"The international community, through the law and development movement, has assumed for at least half a century that the world’s main problems need to be addressed by legislative initiatives in developing countries. Law-making indeed has become the main instrument of law and development, and the law reform industry has become a vast and resource-laden one. Yet our vast experience of this phenomenon has gone unassimilated and unexamined for the most part. Law and development has gone through stages of optimism, pessimism, and, in the last decade, constructive, critical engagement with legal reality. Nonetheless, incorporating all our empirical knowledge into intelligible theory informing actual practice has proved a tall order. This book, addressing law-making in an international development context, is one of very few publications to supply the omission and does so splendidly with a thought-provoking set of empirically and theoretically- based contributions from scholar and practitioners of law and development dealing with different practical issues, different aspects of the process, and different regional experiences. Arnscheidt, van Rooij, Otto and their contributors have taken us a good distance nearer to understanding lawmaking for development, and by careful and critical analysis that still believes that lawmaking is valuable, have built both a foundation and a substantial part of the structure we need to make law and development count." Professor Andrew Harding, University of Victoria, Canada
"For anyone who is involved in assisting countries with improving legislation, this timely, provocative and precision-targeted collection of scholarly and practical commentaries will be a long-term companion. Professors Arnscheidt, van Rooij and Otto have captured in this volumn a rich spectrum of experience and methodological guidance in an effort to strengthen the basic infrastructure of information about lawmaking for development. Given the increasingly important place which rule of law promotion occupies in international development cooperation, the staggering complexity and the inherent dangers awaiting every would-be law-maker and legal reformer, their effort and the authorative contributions of the volume's contributors are welcome indeed." William T. Loris, Director General, International Development Law Organization
‘Lawmaking for Development brings remarkable conceptual clarity to a complex field.

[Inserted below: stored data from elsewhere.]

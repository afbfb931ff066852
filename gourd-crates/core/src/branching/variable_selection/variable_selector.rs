use crate::branching::SelectionContext;

/// A trait containing the interface for [`VariableSelector`]s, specifying the methods required
/// for selecting variables.
pub trait VariableSelector<Var>: std::fmt::Debug {
    /// Determines which variable to select next if there are any left to branch on.
    /// Should only return [`None`] when all variables which have been passed to the
    /// [`VariableSelector`] have been assigned. Otherwise it should return the variable to
    /// branch on next.
    fn select_variable(&mut self, context: &mut SelectionContext) -> Option<Var>;
}

impl<Var, Selector: VariableSelector<Var> + ?Sized> VariableSelector<Var> for Box<Selector> {
    fn select_variable(&mut self, context: &mut SelectionContext) -> Option<Var> {
        (**self).select_variable(context)
    }
}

Despite rapid growth in scale and expenditure on donor-funded legal assistance worldwide, legislative drafting and implementation remain understudied. The nuanced essays in this volume break new ground in law, governance and development. They highlight the unique patterns of donor-assisted lawmaking in diverse settings such as China, the CIS, Kazakhstan, the Netherlands, Indonesia, Russia, South Africa, Sri Lanka and Zambia. Going beyond debates about legal transplantation, Lawmaking for Development presents fresh, interdisciplinary and sophisticated scholarship, informed by practical experience.’ Veronica L. Taylor, Dan Fenno Henderson Professor of Law and Director, Asian Law Center, University of Washington
Over the last decades there has been increased recognition that law and governance matter for development, be it macro-economic growth or the improvement of micro-level basic needs and freedoms. Legislation is a central part of state legal systems, and often the written legal norms are a starting point when seeking improvement of the legal system as a whole, or one of its specific aspects. This volume discusses how legislation (the product) and lawmaking (the process) function in developing countries, and how legislation contributes to development and how lawmaking and legislation can be improved either by the country itself or by donor assisted projects. It covers topics including legal transplantation, legislative quality, linkages between legislation and implementation, and the politics of lawmaking. The resultant volume combines insights from scholars, based on conceptual analysis and empirical research, with ideas from practitioners involved in lawmaking in legal technical assistance projects. Doing so, this volume aims to be useful for both academia and practice.
Julia Arnscheidt is a researcher at the Van Vollenhoven Institute - Leiden University
Jan Michiel Otto is professor of law and governance in developing countries at Leiden University, and director of the Van Vollenhoven Institute for Law, Governance and Development.